## TASK DESCRIPTION
Return the full set of entries exactly. Omit none.

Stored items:
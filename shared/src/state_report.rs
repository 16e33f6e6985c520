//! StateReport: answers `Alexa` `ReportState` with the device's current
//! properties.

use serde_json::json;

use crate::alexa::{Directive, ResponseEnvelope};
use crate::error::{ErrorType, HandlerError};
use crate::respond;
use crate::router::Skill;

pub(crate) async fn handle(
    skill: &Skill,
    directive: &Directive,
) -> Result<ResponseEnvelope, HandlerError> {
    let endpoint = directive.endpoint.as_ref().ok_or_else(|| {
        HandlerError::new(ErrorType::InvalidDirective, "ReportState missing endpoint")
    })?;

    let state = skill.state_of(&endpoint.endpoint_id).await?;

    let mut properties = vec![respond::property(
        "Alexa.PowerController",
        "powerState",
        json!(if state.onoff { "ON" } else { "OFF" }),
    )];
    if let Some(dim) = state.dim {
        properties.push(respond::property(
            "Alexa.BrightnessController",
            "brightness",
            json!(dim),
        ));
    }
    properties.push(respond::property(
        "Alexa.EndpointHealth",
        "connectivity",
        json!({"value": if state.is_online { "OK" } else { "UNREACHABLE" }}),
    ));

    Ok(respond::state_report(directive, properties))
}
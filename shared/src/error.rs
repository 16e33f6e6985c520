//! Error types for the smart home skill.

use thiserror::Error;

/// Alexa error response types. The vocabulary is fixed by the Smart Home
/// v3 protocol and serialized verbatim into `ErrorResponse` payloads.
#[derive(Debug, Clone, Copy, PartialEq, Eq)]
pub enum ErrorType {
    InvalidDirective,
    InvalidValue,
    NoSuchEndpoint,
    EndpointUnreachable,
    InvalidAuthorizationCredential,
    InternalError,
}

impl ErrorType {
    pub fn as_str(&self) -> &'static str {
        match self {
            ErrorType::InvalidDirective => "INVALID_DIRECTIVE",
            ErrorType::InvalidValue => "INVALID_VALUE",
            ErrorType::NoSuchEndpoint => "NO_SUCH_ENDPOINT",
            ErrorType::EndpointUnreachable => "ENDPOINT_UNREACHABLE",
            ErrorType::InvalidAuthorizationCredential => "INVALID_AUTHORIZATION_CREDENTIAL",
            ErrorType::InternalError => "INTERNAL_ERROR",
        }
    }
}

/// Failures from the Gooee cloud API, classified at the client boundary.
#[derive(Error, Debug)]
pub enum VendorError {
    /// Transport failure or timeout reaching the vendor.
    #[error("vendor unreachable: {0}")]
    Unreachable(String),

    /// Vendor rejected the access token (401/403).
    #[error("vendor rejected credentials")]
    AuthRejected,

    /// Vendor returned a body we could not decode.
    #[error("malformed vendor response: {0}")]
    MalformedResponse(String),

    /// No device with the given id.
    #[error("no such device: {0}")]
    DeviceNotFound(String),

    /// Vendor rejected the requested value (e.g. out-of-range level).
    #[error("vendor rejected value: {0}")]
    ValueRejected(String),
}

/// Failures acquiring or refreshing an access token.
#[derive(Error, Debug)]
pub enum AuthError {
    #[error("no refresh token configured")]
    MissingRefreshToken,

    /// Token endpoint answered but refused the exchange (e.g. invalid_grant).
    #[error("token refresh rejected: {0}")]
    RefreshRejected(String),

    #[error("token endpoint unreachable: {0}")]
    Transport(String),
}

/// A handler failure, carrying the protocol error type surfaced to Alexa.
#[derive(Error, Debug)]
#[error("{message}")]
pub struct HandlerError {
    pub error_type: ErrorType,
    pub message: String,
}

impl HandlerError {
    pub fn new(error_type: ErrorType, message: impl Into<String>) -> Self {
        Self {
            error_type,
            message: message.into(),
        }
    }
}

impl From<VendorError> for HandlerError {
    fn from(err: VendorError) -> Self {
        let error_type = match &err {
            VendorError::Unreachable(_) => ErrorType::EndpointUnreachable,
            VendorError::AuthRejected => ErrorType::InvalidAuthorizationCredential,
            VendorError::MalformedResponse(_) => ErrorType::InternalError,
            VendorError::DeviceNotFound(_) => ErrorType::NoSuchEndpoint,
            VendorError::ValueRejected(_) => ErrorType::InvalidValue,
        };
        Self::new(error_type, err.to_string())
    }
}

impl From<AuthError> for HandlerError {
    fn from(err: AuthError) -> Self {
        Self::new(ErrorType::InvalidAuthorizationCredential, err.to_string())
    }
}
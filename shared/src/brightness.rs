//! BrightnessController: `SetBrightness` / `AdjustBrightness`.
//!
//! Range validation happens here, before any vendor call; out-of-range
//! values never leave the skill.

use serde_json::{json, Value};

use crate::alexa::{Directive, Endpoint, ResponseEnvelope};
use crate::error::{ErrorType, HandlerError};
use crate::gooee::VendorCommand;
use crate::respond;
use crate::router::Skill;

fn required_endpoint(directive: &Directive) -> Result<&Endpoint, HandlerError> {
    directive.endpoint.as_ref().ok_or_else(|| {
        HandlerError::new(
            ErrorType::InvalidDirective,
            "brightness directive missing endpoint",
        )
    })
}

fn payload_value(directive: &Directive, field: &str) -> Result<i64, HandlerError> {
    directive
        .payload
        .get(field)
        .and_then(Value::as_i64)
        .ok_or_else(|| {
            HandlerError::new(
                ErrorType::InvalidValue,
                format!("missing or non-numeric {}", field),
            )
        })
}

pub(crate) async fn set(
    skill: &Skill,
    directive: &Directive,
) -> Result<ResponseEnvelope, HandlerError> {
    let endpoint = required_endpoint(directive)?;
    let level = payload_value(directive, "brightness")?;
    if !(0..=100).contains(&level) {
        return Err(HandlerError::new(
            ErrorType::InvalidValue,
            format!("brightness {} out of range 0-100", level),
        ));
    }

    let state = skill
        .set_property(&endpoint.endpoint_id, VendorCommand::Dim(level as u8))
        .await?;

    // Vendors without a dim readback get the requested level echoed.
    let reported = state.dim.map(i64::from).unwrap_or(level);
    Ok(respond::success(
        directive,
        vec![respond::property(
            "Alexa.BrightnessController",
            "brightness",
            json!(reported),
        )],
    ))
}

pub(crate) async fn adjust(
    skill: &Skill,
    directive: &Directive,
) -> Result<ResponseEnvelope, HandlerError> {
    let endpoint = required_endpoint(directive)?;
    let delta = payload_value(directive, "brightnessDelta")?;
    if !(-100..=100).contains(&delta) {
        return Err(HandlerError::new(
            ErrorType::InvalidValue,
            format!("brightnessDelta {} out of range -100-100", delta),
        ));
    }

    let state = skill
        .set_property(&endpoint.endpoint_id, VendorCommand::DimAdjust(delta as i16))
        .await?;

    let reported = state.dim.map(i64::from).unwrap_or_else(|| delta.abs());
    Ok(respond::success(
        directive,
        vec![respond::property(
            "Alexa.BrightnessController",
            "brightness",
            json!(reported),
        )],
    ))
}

## EXERCISE SOLUTION
filename shared/src/state_report.rs
repository 16e33f6e6985c520
//! StateReport: answers `Alexa` `ReportState` with the device's current
//! properties.

use serde_json::json;

use crate::alexa::{Directive, ResponseEnvelope};
use crate::error::{ErrorType, HandlerError};
use crate::respond;
use crate::router::Skill;

pub(crate) async fn handle(
    skill: &Skill,
    directive: &Directive,
) -> Result<ResponseEnvelope, HandlerError> {
    let endpoint = directive.endpoint.as_ref().ok_or_else(|| {
        HandlerError::new(ErrorType::InvalidDirective, "ReportState missing endpoint")
    })?;

    let state = skill.state_of(&endpoint.endpoint_id).await?;

    let mut properties = vec![respond::property(
        "Alexa.PowerController",
        "powerState",
        json!(if state.onoff { "ON" } else { "OFF" }),
    )];
    if let Some(dim) = state.dim {
        properties.push(respond::property(
            "Alexa.BrightnessController",
            "brightness",
            json!(dim),
        ));
    }
    properties.push(respond::property(
        "Alexa.EndpointHealth",
        "connectivity",
        json!({"value": if state.is_online { "OK" } else { "UNREACHABLE" }}),
    ));

    Ok(respond::state_report(directive, properties))
}
filename shared/src/error.rs
repository 16e33f6e6985c520
//! Error types for the smart home skill.

use thiserror::Error;

/// Alexa error response types. The vocabulary is fixed by the Smart Home
/// v3 protocol and serialized verbatim into `ErrorResponse` payloads.
#[derive(Debug, Clone, Copy, PartialEq, Eq)]
pub enum ErrorType {
    InvalidDirective,
    InvalidValue,
    NoSuchEndpoint,
    EndpointUnreachable,
    InvalidAuthorizationCredential,
    InternalError,
}

impl ErrorType {
    pub fn as_str(&self) -> &'static str {
        match self {
            ErrorType::InvalidDirective => "INVALID_DIRECTIVE",
            ErrorType::InvalidValue => "INVALID_VALUE",
            ErrorType::NoSuchEndpoint => "NO_SUCH_ENDPOINT",
            ErrorType::EndpointUnreachable => "ENDPOINT_UNREACHABLE",
            ErrorType::InvalidAuthorizationCredential => "INVALID_AUTHORIZATION_CREDENTIAL",
            ErrorType::InternalError => "INTERNAL_ERROR",
        }
    }
}

/// Failures from the Gooee cloud API, classified at the client boundary.
#[derive(Error, Debug)]
pub enum VendorError {
    /// Transport failure or timeout reaching the vendor.
    #[error("vendor unreachable: {0}")]
    Unreachable(String),

    /// Vendor rejected the access token (401/403).
    #[error("vendor rejected credentials")]
    AuthRejected,

    /// Vendor returned a body we could not decode.
    #[error("malformed vendor response: {0}")]
    MalformedResponse(String),

    /// No device with the given id.
    #[error("no such device: {0}")]
    DeviceNotFound(String),

    /// Vendor rejected the requested value (e.g. out-of-range level).
    #[error("vendor rejected value: {0}")]
    ValueRejected(String),
}

/// Failures acquiring or refreshing an access token.
#[derive(Error, Debug)]
pub enum AuthError {
    #[error("no refresh token configured")]
    MissingRefreshToken,

    /// Token endpoint answered but refused the exchange (e.g. invalid_grant).
    #[error("token refresh rejected: {0}")]
    RefreshRejected(String),

    #[error("token endpoint unreachable: {0}")]
    Transport(String),
}

/// A handler failure, carrying the protocol error type surfaced to Alexa.
#[derive(Error, Debug)]
#[error("{message}")]
pub struct HandlerError {
    pub error_type: ErrorType,
    pub message: String,
}

impl HandlerError {
    pub fn new(error_type: ErrorType, message: impl Into<String>) -> Self {
        Self {
            error_type,
            message: message.into(),
        }
    }
}

impl From<VendorError> for HandlerError {
    fn from(err: VendorError) -> Self {
        let error_type = match &err {
            VendorError::Unreachable(_) => ErrorType::EndpointUnreachable,
            VendorError::AuthRejected => ErrorType::InvalidAuthorizationCredential,
            VendorError::MalformedResponse(_) => ErrorType::InternalError,
            VendorError::DeviceNotFound(_) => ErrorType::NoSuchEndpoint,
            VendorError::ValueRejected(_) => ErrorType::InvalidValue,
        };
        Self::new(error_type, err.to_string())
    }
}

impl From<AuthError> for HandlerError {
    fn from(err: AuthError) -> Self {
        Self::new(ErrorType::InvalidAuthorizationCredential, err.to_string())
    }
}
filename shared/src/brightness.rs
//! BrightnessController: `SetBrightness` / `AdjustBrightness`.
//!
//! Range validation happens here, before any vendor call; out-of-range
//! values never leave the skill.

use serde_json::{json, Value};

use crate::alexa::{Directive, Endpoint, ResponseEnvelope};
use crate::error::{ErrorType, HandlerError};
use crate::gooee::VendorCommand;
use crate::respond;
use crate::router::Skill;

fn required_endpoint(directive: &Directive) -> Result<&Endpoint, HandlerError> {
    directive.endpoint.as_ref().ok_or_else(|| {
        HandlerError::new(
            ErrorType::InvalidDirective,
            "brightness directive missing endpoint",
        )
    })
}

fn payload_value(directive: &Directive, field: &str) -> Result<i64, HandlerError> {
    directive
        .payload
        .get(field)
        .and_then(Value::as_i64)
        .ok_or_else(|| {
            HandlerError::new(
                ErrorType::InvalidValue,
                format!("missing or non-numeric {}", field),
            )
        })
}

pub(crate) async fn set(
    skill: &Skill,
    directive: &Directive,
) -> Result<ResponseEnvelope, HandlerError> {
    let endpoint = required_endpoint(directive)?;
    let level = payload_value(directive, "brightness")?;
    if !(0..=100).contains(&level) {
        return Err(HandlerError::new(
            ErrorType::InvalidValue,
            format!("brightness {} out of range 0-100", level),
        ));
    }

    let state = skill
        .set_property(&endpoint.endpoint_id, VendorCommand::Dim(level as u8))
        .await?;

    // Vendors without a dim readback get the requested level echoed.
    let reported = state.dim.map(i64::from).unwrap_or(level);
    Ok(respond::success(
        directive,
        vec![respond::property(
            "Alexa.BrightnessController",
            "brightness",
            json!(reported),
        )],
    ))
}

pub(crate) async fn adjust(
    skill: &Skill,
    directive: &Directive,
) -> Result<ResponseEnvelope, HandlerError> {
    let endpoint = required_endpoint(directive)?;
    let delta = payload_value(directive, "brightnessDelta")?;
    if !(-100..=100).contains(&delta) {
        return Err(HandlerError::new(
            ErrorType::InvalidValue,
            format!("brightnessDelta {} out of range -100-100", delta),
        ));
    }

    let state = skill
        .set_property(&endpoint.endpoint_id, VendorCommand::DimAdjust(delta as i16))
        .await?;

    let reported = state.dim.map(i64::from).unwrap_or_else(|| delta.abs());
    Ok(respond::success(
        directive,
        vec![respond::property(
            "Alexa.BrightnessController",
            "brightness",
            json!(reported),
        )],
    ))
}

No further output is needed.